Rephetio: Repurposing drugs on a hetnet [rephetio]

Adding pathway resources to your network

For Table 1, you might consider adding another Gene Set resource based on curated pathways. These are analogous to GO-Biological Process terms, but are much more focused and constrained. In fact, they also include small molecules and drugs, so they can serve as more than just gene sets.

Likewise, for Table 2, you could add a number of interaction resources with pathway data. As co-founder of WikiPathways, I have to recommend that one in particular! :) It's 100% free, open source and open access. I can also recommend Reactome and Pathway Commons, the latter of which compiles pathway data from multiple sources into BioPAX data format.

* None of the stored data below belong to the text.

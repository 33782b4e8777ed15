//! Local pipeline execution command.

use anyhow::{Context, Result};
use std::collections::{BTreeMap, HashSet};
use std::path::{Path, PathBuf};
use std::sync::Arc;

use pdk_artifacts::ArtifactStore;
use pdk_config::secrets::SecretStore;
use pdk_config::{Backend, Configuration, SecretMasker, VariableResolver};
use pdk_core::cancel::CancelSource;
use pdk_core::pipeline::Pipeline;
use pdk_engine::filter::Verdict;
use pdk_engine::orchestrator::{Engine, EngineOptions, RunEvent};
use pdk_engine::watch::{WatchOptions, watch_loop};
use pdk_engine::{StepFilter, dryrun};
use pdk_executor::steps::ExecutorRegistry;
use pdk_logging::{Logger, LoggerBuilder, LogLevel};

use super::{EXIT_FAILURE, EXIT_INTERRUPTED, EXIT_OK};
use crate::RunArgs;

pub async fn run(args: RunArgs) -> Result<i32> {
    let config = load_configuration(args.config.as_deref())?;

    // Secrets come from the encrypted store (names listed in the
    // config), PDK_SECRET_* environment entries, and --secret flags.
    let masker = Arc::new(SecretMasker::new());
    let mut resolver = VariableResolver::new(
        config.variables.clone(),
        parse_pairs(&args.vars).context("parsing --var")?,
    );
    if let Some(var_file) = &args.var_file {
        let content = std::fs::read_to_string(var_file)
            .with_context(|| format!("reading {}", var_file.display()))?;
        let map: BTreeMap<String, String> =
            serde_json::from_str(&content).context("parsing --var-file")?;
        for (k, v) in map {
            resolver.set_override(k, v);
        }
    }
    if !config.secrets.is_empty() {
        let store = SecretStore::open_default()
            .map_err(|e| anyhow::anyhow!("opening secret store: {e}"))?;
        for name in &config.secrets {
            match store.get(name) {
                Some(value) => resolver.set_secret(name.clone(), value.to_string()),
                None => eprintln!("warning: secret '{name}' not present in the secret store"),
            }
        }
    }
    for (k, v) in parse_pairs(&args.secrets).context("parsing --secret")? {
        resolver.set_secret(k, v);
    }
    masker.register_all(resolver.secret_values());

    let logger = build_logger(&args, &config, Arc::clone(&masker));

    let pipeline = load_pipeline(&args.file)?;
    let filter = build_filter(&args, &config).map_err(|e| anyhow::anyhow!(e))?;

    let workspace = args
        .file
        .parent()
        .map(|p| if p.as_os_str().is_empty() { Path::new(".") } else { p })
        .unwrap_or(Path::new("."))
        .canonicalize()
        .context("resolving the workspace directory")?;

    if args.preview_filter {
        print_filter_preview(&pipeline, &filter);
    }

    let backend = if args.host { Backend::Host } else { config.runner.backend };
    let store = Arc::new(ArtifactStore::new(
        resolve_artifact_root(&config, &workspace),
        config.artifacts.retention_days,
        config.artifacts.min_free_disk_mb,
    ));

    if args.dry_run {
        return dry_run(&args, &pipeline, &resolver, backend, &filter, &logger, &store);
    }

    if args.confirm && !confirm_dispatch()? {
        println!("aborted.");
        return Ok(EXIT_FAILURE);
    }

    let mut options = EngineOptions::from_configuration(&config, workspace.clone());
    options.backend = backend;
    options.keep_containers = args.keep_containers;

    let engine = Arc::new(Engine::new(
        options,
        logger,
        masker,
        store,
        resolver,
    ));

    // One cancel source serves the whole process; Ctrl-C trips it.
    let cancel = Arc::new(CancelSource::new());
    let interrupted = Arc::new(std::sync::atomic::AtomicBool::new(false));
    {
        let cancel = Arc::clone(&cancel);
        let interrupted = Arc::clone(&interrupted);
        tokio::spawn(async move {
            if tokio::signal::ctrl_c().await.is_ok() {
                interrupted.store(true, std::sync::atomic::Ordering::SeqCst);
                cancel.cancel();
            }
        });
    }

    if args.watch {
        let summary = run_watched(&args, &engine, &pipeline, &filter, &cancel, &workspace).await?;
        println!(
            "\nwatch summary: {} run(s), {} succeeded, {} failed, {:?} elapsed",
            summary.runs, summary.successes, summary.failures, summary.wall_time
        );
        return Ok(if interrupted.load(std::sync::atomic::Ordering::SeqCst) {
            EXIT_INTERRUPTED
        } else {
            EXIT_OK
        });
    }

    let success = execute_once(&engine, pipeline, filter, &cancel).await?;
    if interrupted.load(std::sync::atomic::Ordering::SeqCst) {
        Ok(EXIT_INTERRUPTED)
    } else if success {
        Ok(EXIT_OK)
    } else {
        Ok(EXIT_FAILURE)
    }
}

fn load_configuration(path: Option<&Path>) -> Result<Configuration> {
    match path {
        Some(path) => {
            Configuration::load(path).map_err(|e| anyhow::anyhow!("{e}"))
        }
        None => Ok(Configuration::default()),
    }
}

fn load_pipeline(path: &Path) -> Result<Pipeline> {
    let content = std::fs::read_to_string(path)
        .with_context(|| format!("reading pipeline file {}", path.display()))?;
    let pipeline: Pipeline = serde_json::from_str(&content)
        .with_context(|| format!("parsing pipeline model {}", path.display()))?;
    pipeline
        .validate()
        .map_err(|e| anyhow::anyhow!("invalid pipeline: {e}"))?;
    Ok(pipeline)
}

fn build_logger(args: &RunArgs, config: &Configuration, masker: Arc<SecretMasker>) -> Logger {
    let level = if args.silent {
        LogLevel::Error
    } else if args.quiet {
        LogLevel::Warning
    } else if args.trace {
        LogLevel::Trace
    } else if args.verbose {
        LogLevel::Debug
    } else {
        config
            .logging
            .level
            .parse()
            .unwrap_or(LogLevel::Information)
    };

    let mut builder = LoggerBuilder::new(masker).minimum(level).console();
    let file = args.log_file.clone().or_else(|| config.logging.file.clone());
    if let Some(file) = file {
        builder = builder.file(
            pdk_config::model::expand_home(&file),
            config.logging.max_file_bytes,
            config.logging.retained_files,
        );
    }
    let json = args.log_json.clone().or_else(|| config.logging.json_file.clone());
    if let Some(json) = json {
        builder = builder.json_file(pdk_config::model::expand_home(&json));
    }
    if args.no_redact {
        builder = builder.no_redact();
    }
    builder.build()
}

fn build_filter(args: &RunArgs, config: &Configuration) -> Result<StepFilter, String> {
    let mut filter = StepFilter::new().with_include_dependencies(args.include_dependencies);

    // A preset named "default" seeds the filter; flags add to it.
    if let Some(preset) = config.step_filtering.get("default") {
        for name in &preset.steps {
            filter = filter.include_name(name);
        }
        for name in &preset.skip_steps {
            filter = filter.skip_name(name);
        }
        for name in &preset.jobs {
            filter = filter.include_job(name);
        }
    }

    for name in &args.steps {
        filter = filter.include_name(name);
    }
    if let Some(spec) = &args.step_index {
        filter = filter.include_index_spec(spec).map_err(|e| e.to_string())?;
    }
    if let Some(spec) = &args.step_range {
        filter = filter.include_name_range(spec).map_err(|e| e.to_string())?;
    }
    for name in &args.skip_steps {
        filter = filter.skip_name(name);
    }
    for name in &args.jobs {
        filter = filter.include_job(name);
    }
    Ok(filter)
}

fn resolve_artifact_root(config: &Configuration, workspace: &Path) -> PathBuf {
    let root = config.artifact_root();
    if root.is_absolute() {
        root
    } else {
        workspace.join(root)
    }
}

fn print_filter_preview(pipeline: &Pipeline, filter: &StepFilter) {
    println!("filter preview:");
    for job in filter.preview(pipeline) {
        println!("  job {}", job.job_id);
        for step in job.steps {
            let (mark, reason) = match &step.verdict {
                Verdict::Included => ("+", "included".to_string()),
                Verdict::FilteredOut(reason) => ("-", reason.clone()),
                Verdict::DependencyDropped(reason) => ("!", format!("dropped dependency: {reason}")),
            };
            println!("    {mark} {} ({reason})", step.step_name);
        }
    }
}

fn confirm_dispatch() -> Result<bool> {
    use std::io::Write;
    print!("run this pipeline? [y/N] ");
    std::io::stdout().flush()?;
    let mut answer = String::new();
    std::io::stdin().read_line(&mut answer)?;
    Ok(matches!(answer.trim(), "y" | "Y" | "yes"))
}

#[allow(clippy::too_many_arguments)]
fn dry_run(
    args: &RunArgs,
    pipeline: &Pipeline,
    resolver: &VariableResolver,
    backend: Backend,
    filter: &StepFilter,
    logger: &Logger,
    store: &Arc<ArtifactStore>,
) -> Result<i32> {
    let registry = ExecutorRegistry::standard(logger.clone(), Arc::clone(store));
    let kinds: HashSet<String> = registry.kinds().map(String::from).collect();
    let report = dryrun::dry_run(pipeline, resolver, backend, &kinds, filter);

    println!("execution plan for '{}':", report.plan.pipeline);
    for job in &report.plan.jobs {
        println!("  job {} [{}] image={}", job.id, job.runner, job.image);
        for step in &job.steps {
            let skip = step
                .skipped
                .as_deref()
                .map(|r| format!("  (skipped: {r})"))
                .unwrap_or_default();
            println!("    {} -> {}{}", step.name, step.executor, skip);
        }
    }

    if let Some(path) = &args.dry_run_json {
        let json = serde_json::to_string_pretty(&report.plan)?;
        std::fs::write(path, json)
            .with_context(|| format!("writing {}", path.display()))?;
        println!("plan written to {}", path.display());
    }

    if report.ok() {
        println!("\nvalidation passed.");
        Ok(EXIT_OK)
    } else {
        eprintln!("\nvalidation failed:");
        for error in &report.errors {
            eprintln!("  ✗ {error}");
        }
        Ok(EXIT_FAILURE)
    }
}

async fn execute_once(
    engine: &Arc<Engine>,
    pipeline: Pipeline,
    filter: StepFilter,
    cancel: &Arc<CancelSource>,
) -> Result<bool> {
    let (mut rx, handle) = engine.run(pipeline, filter, cancel.token());

    while let Some(event) = rx.recv().await {
        match event {
            RunEvent::RunStarted { run_id, pipeline } => {
                println!("▶ run {run_id} for pipeline '{pipeline}'");
            }
            RunEvent::JobStarted { job } => println!("▶ job '{job}' started"),
            RunEvent::StepStarted { job, step } => println!("  ▷ [{job}] step '{step}'"),
            RunEvent::StepFinished { job, step, success, exit_code } => {
                if success {
                    println!("  ✓ [{job}] step '{step}'");
                } else {
                    println!("  ✗ [{job}] step '{step}' (exit {exit_code})");
                }
            }
            RunEvent::StepSkipped { job, step, reason } => {
                println!("  ⊘ [{job}] step '{step}' skipped: {reason}");
            }
            RunEvent::JobFinished { job, success } => {
                if success {
                    println!("✓ job '{job}' completed\n");
                } else {
                    println!("✗ job '{job}' failed\n");
                }
            }
            RunEvent::RunFinished { success } => {
                if success {
                    println!("--- pipeline succeeded ---");
                } else {
                    println!("--- pipeline failed ---");
                }
            }
        }
    }

    let result = handle.await.context("run task failed")?;
    match result {
        Ok(result) => Ok(result.success),
        Err(e) => {
            let diagnostic = pdk_core::Diagnostic::new(e);
            eprintln!("{}", diagnostic.render());
            Ok(false)
        }
    }
}

async fn run_watched(
    args: &RunArgs,
    engine: &Arc<Engine>,
    pipeline: &Pipeline,
    filter: &StepFilter,
    cancel: &Arc<CancelSource>,
    workspace: &Path,
) -> Result<pdk_engine::WatchSummary> {
    let mut roots = vec![workspace.to_path_buf()];
    if let Ok(file) = args.file.canonicalize() {
        if !file.starts_with(workspace) {
            roots.push(file);
        }
    }
    let options = WatchOptions {
        roots,
        debounce: std::time::Duration::from_millis(args.watch_debounce),
        extra_excludes: vec![],
    };

    println!("watching for changes (Ctrl-C to stop)...");
    let clear = args.watch_clear;
    let engine = Arc::clone(engine);
    let cancel_token = cancel.token();
    let summary = watch_loop(options, cancel.token(), move |paths| {
        let engine = Arc::clone(&engine);
        let pipeline = pipeline.clone();
        let filter = filter.clone();
        let cancel = cancel_token.clone();
        async move {
            if clear {
                let _ = console::Term::stdout().clear_screen();
            }
            println!("change detected ({} path(s)), re-running...", paths.len());
            let (mut rx, handle) = engine.run(pipeline, filter, cancel);
            while rx.recv().await.is_some() {}
            matches!(handle.await, Ok(Ok(result)) if result.success)
        }
    })
    .await
    .map_err(|e| anyhow::anyhow!("{e}"))?;
    Ok(summary)
}

fn parse_pairs(raw: &[String]) -> Result<BTreeMap<String, String>> {
    let mut map = BTreeMap::new();
    for pair in raw {
        let (key, value) = pair
            .split_once('=')
            .with_context(|| format!("'{pair}' is not KEY=VALUE"))?;
        map.insert(key.to_string(), value.to_string());
    }
    Ok(map)
}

Again, these would not only provide high-quality gene-gene interactions for your network, but also direct drug-gene interactions. And in relation to your Figure 1, they would also provide Disease and Tissue associations.

You can download all human pathways from WikiPathways in multiple formats, or parse just the Entrez Genes in Human pathways from this single dump file. The advantage to the first option are that you are getting the original data, as curated by contributors; the disadvantage is that you have to perform the ID mapping to unify to Entrez and your preferred small molecule system. The advantage of the second option (the dump file) is that the Entrez ID unification has been done for you; the disadvantage is that anything that didn't map to Entrez is simply discarded (including drugs and small molecules!).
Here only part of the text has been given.